*** Extracted entries ***

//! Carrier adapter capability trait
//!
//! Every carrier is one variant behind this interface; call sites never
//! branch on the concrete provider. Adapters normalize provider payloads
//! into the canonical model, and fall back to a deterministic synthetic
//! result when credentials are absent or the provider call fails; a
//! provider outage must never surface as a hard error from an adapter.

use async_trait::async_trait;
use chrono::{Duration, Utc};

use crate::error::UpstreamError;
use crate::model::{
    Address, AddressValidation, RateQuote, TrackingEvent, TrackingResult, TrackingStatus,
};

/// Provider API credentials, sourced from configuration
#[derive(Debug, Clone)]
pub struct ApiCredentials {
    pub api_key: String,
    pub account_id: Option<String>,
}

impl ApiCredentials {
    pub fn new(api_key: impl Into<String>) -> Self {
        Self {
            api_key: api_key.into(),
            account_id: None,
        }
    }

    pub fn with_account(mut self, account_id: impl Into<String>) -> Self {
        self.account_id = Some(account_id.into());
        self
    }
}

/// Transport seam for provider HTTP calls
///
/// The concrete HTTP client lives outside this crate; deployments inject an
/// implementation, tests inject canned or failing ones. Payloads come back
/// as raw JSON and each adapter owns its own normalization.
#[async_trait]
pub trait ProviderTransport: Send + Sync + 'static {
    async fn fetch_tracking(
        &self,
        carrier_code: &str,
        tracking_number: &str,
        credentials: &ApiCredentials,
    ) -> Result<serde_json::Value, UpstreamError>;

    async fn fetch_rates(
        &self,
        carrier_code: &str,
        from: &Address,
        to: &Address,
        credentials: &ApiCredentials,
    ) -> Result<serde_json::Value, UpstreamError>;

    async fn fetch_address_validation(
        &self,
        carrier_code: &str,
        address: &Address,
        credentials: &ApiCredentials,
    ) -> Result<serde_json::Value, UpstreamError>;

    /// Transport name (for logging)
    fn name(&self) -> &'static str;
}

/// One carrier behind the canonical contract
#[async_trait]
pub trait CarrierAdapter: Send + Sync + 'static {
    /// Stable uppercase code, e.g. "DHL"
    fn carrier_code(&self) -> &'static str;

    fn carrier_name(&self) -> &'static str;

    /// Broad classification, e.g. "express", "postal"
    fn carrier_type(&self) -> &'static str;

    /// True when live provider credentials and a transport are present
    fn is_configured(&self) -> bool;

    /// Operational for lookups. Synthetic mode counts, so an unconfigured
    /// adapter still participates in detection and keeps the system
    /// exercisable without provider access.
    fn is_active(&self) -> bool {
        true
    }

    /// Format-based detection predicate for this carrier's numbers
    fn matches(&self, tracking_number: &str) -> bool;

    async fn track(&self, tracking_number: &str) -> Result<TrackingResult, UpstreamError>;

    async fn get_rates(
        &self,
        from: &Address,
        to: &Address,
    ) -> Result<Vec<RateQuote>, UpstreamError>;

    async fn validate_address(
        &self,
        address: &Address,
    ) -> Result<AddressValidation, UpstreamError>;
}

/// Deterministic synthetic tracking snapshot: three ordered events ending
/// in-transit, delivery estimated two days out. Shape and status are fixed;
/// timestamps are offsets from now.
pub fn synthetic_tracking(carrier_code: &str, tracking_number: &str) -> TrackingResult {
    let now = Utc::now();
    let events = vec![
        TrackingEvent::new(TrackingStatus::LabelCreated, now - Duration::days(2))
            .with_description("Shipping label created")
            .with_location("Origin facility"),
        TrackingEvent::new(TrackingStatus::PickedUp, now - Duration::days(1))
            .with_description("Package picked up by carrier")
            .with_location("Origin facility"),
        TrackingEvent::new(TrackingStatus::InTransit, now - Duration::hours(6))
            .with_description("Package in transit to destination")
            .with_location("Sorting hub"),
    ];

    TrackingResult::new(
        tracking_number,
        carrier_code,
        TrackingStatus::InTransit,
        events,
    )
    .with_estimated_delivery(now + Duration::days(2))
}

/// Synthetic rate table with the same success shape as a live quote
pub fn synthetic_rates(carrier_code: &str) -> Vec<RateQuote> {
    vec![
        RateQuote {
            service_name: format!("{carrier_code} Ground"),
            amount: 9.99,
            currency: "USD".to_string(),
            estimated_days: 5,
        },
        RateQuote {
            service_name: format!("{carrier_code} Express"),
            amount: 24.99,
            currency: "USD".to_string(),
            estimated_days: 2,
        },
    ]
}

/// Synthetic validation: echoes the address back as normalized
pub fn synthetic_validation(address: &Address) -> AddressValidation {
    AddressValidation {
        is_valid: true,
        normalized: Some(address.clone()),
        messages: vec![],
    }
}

***

### Exercise prompt
Only one stretch of the entries above is wanted: the lines from the one containing "offsets from now." through the one containing "now - Duration::days(2))". Please reproduce it exactly.

### Solution for this exercise
/// timestamps are offsets from now.
pub fn synthetic_tracking(carrier_code: &str, tracking_number: &str) -> TrackingResult {
    let now = Utc::now();
    let events = vec![
        TrackingEvent::new(TrackingStatus::LabelCreated, now - Duration::days(2))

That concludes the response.